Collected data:

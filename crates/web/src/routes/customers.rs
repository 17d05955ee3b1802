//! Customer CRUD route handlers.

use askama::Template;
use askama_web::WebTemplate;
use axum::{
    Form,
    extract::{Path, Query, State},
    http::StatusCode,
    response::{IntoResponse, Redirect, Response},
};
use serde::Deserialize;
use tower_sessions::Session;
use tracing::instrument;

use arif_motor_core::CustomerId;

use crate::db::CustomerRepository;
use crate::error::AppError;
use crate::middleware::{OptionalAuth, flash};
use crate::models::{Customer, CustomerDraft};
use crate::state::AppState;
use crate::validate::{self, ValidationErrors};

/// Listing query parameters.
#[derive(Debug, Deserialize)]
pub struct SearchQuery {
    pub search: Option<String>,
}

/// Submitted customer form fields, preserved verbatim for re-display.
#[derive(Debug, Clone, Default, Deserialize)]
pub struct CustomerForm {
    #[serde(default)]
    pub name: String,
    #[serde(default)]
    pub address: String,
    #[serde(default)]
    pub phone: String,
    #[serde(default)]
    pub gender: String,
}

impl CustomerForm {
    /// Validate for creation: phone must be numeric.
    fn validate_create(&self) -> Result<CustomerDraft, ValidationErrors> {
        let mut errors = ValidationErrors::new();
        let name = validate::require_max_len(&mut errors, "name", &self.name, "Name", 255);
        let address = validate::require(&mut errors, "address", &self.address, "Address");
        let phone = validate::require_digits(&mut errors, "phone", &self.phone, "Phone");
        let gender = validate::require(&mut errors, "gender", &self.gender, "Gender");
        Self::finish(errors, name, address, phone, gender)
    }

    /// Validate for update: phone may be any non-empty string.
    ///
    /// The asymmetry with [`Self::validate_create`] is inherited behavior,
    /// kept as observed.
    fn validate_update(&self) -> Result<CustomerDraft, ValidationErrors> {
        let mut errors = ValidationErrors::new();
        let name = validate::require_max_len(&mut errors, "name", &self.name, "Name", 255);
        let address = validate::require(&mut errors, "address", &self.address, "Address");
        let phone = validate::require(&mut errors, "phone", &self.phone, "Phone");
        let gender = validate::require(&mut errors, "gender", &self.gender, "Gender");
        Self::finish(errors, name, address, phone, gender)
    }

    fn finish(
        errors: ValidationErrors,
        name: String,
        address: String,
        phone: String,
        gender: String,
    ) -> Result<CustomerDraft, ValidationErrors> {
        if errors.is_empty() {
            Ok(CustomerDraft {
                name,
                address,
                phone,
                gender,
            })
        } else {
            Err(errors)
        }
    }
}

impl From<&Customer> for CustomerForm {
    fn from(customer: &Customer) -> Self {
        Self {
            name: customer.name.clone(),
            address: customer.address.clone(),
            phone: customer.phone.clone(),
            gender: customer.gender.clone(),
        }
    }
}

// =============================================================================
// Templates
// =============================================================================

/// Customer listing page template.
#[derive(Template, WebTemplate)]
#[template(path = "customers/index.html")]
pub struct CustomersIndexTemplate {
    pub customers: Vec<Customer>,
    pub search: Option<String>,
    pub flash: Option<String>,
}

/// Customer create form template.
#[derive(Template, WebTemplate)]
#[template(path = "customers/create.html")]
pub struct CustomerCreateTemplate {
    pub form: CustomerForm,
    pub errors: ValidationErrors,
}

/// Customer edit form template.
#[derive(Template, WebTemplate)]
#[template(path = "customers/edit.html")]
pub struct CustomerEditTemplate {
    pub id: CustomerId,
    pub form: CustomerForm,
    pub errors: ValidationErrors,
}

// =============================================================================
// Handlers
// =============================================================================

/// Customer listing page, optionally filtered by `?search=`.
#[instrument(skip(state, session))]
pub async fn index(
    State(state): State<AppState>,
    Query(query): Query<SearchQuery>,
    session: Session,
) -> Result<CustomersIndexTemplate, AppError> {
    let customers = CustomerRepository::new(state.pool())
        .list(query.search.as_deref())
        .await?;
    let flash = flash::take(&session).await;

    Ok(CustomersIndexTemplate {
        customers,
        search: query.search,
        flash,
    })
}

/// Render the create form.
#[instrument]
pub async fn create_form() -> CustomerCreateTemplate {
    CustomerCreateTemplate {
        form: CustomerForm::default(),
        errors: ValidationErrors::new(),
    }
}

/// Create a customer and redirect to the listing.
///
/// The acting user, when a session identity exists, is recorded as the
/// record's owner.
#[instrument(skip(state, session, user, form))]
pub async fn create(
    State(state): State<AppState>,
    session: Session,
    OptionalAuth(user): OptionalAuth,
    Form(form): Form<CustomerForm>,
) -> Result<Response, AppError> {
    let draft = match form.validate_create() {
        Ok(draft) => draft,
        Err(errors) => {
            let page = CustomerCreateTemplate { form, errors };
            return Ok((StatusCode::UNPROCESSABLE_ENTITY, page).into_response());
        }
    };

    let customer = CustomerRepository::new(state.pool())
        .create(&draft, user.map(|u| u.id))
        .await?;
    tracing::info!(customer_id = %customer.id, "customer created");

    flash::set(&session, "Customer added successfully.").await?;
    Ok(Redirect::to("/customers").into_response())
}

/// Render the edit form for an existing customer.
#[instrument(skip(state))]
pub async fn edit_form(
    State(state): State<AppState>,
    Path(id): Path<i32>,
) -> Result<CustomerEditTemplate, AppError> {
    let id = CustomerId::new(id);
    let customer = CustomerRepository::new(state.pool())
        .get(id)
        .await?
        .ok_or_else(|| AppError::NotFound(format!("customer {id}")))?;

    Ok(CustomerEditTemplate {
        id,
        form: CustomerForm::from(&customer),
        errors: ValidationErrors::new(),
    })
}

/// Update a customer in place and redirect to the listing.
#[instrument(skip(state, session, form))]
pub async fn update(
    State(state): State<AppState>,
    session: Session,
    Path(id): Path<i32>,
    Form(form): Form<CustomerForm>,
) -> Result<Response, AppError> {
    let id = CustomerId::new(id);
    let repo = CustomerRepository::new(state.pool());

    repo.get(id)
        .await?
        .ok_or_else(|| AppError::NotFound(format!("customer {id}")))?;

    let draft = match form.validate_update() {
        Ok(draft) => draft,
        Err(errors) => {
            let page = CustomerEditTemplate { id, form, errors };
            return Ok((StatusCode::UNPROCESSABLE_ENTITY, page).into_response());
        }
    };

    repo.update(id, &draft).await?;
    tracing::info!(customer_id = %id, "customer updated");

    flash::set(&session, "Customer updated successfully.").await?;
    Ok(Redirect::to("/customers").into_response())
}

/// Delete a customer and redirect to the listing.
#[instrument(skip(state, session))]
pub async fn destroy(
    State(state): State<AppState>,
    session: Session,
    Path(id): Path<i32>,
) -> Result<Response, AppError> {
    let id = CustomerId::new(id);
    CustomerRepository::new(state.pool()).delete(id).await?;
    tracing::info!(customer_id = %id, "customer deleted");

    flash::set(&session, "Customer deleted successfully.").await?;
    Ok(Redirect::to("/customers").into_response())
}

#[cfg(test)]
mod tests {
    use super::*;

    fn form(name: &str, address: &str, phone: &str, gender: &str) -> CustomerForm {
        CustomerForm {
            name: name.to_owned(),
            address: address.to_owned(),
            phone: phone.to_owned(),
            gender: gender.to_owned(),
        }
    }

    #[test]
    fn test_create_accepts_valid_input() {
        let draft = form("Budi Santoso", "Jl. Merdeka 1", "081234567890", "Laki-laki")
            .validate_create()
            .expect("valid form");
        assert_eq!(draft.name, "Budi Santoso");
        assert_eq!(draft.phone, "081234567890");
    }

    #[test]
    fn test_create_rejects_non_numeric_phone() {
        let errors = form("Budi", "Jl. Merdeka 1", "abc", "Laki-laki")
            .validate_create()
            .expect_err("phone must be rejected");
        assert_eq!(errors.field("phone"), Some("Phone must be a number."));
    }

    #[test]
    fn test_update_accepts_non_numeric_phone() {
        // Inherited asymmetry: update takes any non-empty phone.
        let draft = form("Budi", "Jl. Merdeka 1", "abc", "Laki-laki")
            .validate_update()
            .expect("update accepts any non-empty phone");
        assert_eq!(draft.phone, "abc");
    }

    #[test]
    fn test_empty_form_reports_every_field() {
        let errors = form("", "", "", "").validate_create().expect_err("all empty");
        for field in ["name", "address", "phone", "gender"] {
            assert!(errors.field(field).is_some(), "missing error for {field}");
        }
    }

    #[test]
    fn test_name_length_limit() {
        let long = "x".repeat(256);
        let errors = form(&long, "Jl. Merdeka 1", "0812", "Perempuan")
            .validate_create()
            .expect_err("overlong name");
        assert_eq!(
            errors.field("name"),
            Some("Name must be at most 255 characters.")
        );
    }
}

---

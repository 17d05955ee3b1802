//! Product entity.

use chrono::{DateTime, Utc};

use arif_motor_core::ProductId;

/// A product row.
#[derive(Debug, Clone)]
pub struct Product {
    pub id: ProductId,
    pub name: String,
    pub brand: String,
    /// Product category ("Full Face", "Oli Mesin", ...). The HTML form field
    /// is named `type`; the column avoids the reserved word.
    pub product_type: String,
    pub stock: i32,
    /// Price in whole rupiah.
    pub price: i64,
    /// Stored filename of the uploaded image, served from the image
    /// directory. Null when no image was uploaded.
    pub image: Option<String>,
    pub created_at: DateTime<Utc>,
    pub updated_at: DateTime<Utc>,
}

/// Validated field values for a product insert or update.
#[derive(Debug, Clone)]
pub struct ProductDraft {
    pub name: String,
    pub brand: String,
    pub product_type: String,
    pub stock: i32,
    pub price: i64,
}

**About this exercise:** Take every line from the records above that has the word "instrument" and copy it.

**Output for this exercise:**
use tracing::instrument;
#[instrument(skip(state, session))]
#[instrument]
#[instrument(skip(state, session, user, form))]
#[instrument(skip(state))]
#[instrument(skip(state, session, form))]
#[instrument(skip(state, session))]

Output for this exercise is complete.